TASK DETAILS: In the data below, which lines hold the word "contents"? Copy them.

SUPPLIED INFORMATION:

━━━━━━

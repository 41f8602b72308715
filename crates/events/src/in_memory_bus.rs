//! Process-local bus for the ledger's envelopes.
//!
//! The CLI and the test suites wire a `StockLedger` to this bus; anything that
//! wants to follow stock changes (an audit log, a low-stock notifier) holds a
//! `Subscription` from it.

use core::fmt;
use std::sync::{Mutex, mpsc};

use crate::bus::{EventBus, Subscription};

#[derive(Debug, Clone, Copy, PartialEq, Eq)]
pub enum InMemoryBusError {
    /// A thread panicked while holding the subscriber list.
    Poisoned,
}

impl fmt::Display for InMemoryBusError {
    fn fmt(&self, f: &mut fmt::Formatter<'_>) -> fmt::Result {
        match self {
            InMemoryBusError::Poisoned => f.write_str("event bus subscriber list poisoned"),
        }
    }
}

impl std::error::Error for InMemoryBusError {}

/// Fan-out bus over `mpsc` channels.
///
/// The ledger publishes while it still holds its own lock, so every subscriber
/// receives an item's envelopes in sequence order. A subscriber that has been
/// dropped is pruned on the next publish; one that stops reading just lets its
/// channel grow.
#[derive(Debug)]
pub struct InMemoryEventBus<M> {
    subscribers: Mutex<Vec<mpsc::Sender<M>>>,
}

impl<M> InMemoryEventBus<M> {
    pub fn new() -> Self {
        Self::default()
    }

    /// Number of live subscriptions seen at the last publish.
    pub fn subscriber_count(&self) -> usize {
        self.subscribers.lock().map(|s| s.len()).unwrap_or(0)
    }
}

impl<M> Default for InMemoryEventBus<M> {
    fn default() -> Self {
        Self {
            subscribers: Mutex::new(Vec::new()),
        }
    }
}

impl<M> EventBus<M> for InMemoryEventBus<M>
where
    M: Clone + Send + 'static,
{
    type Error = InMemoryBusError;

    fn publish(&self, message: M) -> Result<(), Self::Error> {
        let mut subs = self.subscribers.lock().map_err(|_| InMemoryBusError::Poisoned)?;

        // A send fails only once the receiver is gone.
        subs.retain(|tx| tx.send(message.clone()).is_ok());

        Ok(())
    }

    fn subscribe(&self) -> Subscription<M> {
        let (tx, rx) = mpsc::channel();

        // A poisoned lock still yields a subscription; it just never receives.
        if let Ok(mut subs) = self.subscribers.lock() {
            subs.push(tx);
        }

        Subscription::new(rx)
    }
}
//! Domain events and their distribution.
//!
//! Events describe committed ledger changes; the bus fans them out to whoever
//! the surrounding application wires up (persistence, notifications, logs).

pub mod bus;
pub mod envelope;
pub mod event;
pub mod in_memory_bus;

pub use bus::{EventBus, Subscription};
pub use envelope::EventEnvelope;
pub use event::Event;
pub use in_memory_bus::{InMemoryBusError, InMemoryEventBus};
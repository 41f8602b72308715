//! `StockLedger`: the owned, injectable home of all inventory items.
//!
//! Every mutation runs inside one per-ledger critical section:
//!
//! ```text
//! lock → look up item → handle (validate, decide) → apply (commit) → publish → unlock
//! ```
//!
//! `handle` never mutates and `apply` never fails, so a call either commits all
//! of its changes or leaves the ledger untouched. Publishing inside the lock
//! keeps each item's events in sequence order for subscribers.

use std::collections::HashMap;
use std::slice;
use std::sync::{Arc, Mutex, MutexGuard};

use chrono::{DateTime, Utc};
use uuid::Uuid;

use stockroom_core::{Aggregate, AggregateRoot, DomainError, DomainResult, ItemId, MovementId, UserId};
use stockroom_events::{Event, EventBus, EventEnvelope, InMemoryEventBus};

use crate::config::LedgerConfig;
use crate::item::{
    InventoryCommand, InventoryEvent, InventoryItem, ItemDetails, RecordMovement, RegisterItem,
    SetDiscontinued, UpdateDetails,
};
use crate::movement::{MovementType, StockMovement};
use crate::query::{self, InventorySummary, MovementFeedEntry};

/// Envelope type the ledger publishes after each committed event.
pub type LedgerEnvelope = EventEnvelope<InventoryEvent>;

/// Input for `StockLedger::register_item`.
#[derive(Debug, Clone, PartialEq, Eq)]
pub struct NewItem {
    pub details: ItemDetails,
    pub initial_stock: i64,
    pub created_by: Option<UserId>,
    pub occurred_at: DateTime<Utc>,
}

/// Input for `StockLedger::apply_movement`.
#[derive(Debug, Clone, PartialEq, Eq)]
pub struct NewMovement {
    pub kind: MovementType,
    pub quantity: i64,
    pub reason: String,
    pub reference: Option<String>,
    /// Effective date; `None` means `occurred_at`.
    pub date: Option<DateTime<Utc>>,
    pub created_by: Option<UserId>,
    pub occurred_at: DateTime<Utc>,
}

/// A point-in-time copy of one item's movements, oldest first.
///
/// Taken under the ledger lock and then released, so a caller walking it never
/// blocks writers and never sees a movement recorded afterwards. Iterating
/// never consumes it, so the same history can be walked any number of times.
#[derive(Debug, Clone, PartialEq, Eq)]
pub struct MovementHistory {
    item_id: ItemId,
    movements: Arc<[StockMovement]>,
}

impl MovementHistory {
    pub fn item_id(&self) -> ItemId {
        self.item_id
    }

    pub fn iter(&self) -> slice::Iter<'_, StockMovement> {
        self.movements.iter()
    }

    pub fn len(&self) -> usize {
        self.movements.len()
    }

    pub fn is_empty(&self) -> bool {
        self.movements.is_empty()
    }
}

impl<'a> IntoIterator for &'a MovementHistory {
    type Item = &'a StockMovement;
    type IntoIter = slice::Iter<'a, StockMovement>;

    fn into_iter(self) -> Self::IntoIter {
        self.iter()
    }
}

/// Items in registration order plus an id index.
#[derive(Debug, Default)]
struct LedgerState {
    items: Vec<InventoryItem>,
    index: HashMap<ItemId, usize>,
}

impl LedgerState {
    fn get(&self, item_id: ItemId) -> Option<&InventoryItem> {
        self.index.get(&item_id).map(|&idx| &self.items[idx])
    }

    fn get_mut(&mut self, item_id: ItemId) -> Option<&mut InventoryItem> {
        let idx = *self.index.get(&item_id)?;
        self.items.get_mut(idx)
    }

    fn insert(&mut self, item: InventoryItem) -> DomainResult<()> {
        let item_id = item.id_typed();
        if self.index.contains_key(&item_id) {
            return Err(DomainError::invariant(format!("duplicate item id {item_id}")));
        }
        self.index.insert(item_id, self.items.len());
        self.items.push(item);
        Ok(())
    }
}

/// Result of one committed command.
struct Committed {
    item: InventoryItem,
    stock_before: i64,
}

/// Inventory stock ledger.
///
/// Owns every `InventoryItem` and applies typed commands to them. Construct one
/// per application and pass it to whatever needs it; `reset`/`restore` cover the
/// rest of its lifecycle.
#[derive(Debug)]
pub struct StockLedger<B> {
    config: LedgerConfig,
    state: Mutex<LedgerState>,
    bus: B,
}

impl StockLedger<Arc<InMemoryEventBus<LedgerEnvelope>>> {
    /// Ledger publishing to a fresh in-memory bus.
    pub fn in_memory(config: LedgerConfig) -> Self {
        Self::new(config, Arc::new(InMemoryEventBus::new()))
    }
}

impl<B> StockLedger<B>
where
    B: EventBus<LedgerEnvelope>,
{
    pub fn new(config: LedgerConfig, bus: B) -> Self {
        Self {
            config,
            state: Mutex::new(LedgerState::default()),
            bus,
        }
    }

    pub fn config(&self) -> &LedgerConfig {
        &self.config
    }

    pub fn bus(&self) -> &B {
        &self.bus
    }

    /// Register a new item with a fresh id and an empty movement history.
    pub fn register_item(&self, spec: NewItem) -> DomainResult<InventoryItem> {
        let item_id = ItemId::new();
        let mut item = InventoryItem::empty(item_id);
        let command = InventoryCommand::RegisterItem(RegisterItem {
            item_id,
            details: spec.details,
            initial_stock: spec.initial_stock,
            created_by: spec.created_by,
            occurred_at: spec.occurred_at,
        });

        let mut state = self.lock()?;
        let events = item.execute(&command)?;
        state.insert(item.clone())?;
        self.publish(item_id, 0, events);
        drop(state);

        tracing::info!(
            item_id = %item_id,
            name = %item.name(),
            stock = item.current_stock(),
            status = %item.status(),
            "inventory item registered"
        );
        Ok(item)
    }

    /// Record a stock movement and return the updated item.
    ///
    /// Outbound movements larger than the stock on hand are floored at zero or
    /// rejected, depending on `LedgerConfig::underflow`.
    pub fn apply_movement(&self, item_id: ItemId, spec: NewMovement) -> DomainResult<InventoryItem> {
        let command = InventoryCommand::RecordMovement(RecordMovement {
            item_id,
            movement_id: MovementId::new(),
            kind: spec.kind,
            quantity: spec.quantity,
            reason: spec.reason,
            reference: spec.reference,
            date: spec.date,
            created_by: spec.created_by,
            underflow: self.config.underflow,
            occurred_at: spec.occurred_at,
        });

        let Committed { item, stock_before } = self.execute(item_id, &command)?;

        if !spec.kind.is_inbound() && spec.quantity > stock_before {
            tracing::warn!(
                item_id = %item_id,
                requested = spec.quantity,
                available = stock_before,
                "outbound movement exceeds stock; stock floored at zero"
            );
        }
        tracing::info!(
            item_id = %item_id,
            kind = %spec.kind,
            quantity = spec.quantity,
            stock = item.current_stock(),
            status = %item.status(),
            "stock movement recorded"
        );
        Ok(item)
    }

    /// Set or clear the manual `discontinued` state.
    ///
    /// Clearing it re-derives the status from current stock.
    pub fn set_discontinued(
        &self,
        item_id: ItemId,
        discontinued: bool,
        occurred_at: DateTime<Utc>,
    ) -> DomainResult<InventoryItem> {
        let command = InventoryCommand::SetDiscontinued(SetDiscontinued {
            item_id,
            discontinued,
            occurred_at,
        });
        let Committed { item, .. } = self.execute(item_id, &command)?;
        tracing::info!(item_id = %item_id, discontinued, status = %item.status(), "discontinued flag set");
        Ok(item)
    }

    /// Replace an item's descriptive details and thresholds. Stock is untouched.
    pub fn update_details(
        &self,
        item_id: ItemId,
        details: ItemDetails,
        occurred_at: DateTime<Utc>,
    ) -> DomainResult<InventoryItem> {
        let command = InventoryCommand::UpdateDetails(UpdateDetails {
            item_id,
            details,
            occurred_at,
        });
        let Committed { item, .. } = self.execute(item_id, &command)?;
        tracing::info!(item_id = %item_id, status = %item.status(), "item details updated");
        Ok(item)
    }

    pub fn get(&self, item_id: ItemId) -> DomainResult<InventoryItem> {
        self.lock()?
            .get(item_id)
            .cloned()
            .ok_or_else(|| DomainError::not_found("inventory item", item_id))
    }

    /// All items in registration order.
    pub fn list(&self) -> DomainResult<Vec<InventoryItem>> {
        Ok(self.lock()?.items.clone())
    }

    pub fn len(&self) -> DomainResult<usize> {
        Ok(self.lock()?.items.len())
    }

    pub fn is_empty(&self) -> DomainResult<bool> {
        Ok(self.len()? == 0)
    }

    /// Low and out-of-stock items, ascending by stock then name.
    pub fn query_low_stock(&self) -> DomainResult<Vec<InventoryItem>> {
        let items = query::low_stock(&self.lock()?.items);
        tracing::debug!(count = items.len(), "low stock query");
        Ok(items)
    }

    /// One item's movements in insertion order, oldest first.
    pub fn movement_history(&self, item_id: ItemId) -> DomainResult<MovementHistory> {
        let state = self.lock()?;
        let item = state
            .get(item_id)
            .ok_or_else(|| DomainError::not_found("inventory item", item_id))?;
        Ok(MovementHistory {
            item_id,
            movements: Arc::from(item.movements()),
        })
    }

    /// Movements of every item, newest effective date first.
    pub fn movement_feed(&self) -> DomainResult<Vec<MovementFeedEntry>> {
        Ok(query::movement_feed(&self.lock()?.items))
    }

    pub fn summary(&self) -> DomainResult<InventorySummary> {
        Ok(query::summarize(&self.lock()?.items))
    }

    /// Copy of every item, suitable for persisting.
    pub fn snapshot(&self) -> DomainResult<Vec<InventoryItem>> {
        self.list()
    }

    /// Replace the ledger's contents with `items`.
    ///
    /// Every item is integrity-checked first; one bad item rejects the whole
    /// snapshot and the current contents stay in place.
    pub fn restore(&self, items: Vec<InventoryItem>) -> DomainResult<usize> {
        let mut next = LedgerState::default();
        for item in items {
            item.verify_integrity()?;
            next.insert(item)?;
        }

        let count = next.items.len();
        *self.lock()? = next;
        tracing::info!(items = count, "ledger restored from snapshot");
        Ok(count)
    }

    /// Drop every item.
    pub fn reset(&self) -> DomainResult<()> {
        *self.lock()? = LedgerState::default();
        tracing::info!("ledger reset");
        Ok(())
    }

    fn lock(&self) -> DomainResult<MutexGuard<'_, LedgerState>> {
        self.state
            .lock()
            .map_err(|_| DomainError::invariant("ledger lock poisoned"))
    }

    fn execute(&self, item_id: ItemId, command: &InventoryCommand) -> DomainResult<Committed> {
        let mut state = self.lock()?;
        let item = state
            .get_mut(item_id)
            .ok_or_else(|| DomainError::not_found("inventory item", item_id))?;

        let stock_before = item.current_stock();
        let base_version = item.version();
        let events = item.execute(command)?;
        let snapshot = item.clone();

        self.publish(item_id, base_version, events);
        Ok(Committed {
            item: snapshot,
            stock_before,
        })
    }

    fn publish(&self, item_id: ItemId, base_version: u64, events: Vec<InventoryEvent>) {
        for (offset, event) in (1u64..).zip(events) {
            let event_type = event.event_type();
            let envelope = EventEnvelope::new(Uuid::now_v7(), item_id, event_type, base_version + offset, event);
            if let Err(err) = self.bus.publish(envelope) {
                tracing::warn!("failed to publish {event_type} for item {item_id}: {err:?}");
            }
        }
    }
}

━━━━━━

RESPONSE:
    /// Replace the ledger's contents with `items`.
    /// snapshot and the current contents stay in place.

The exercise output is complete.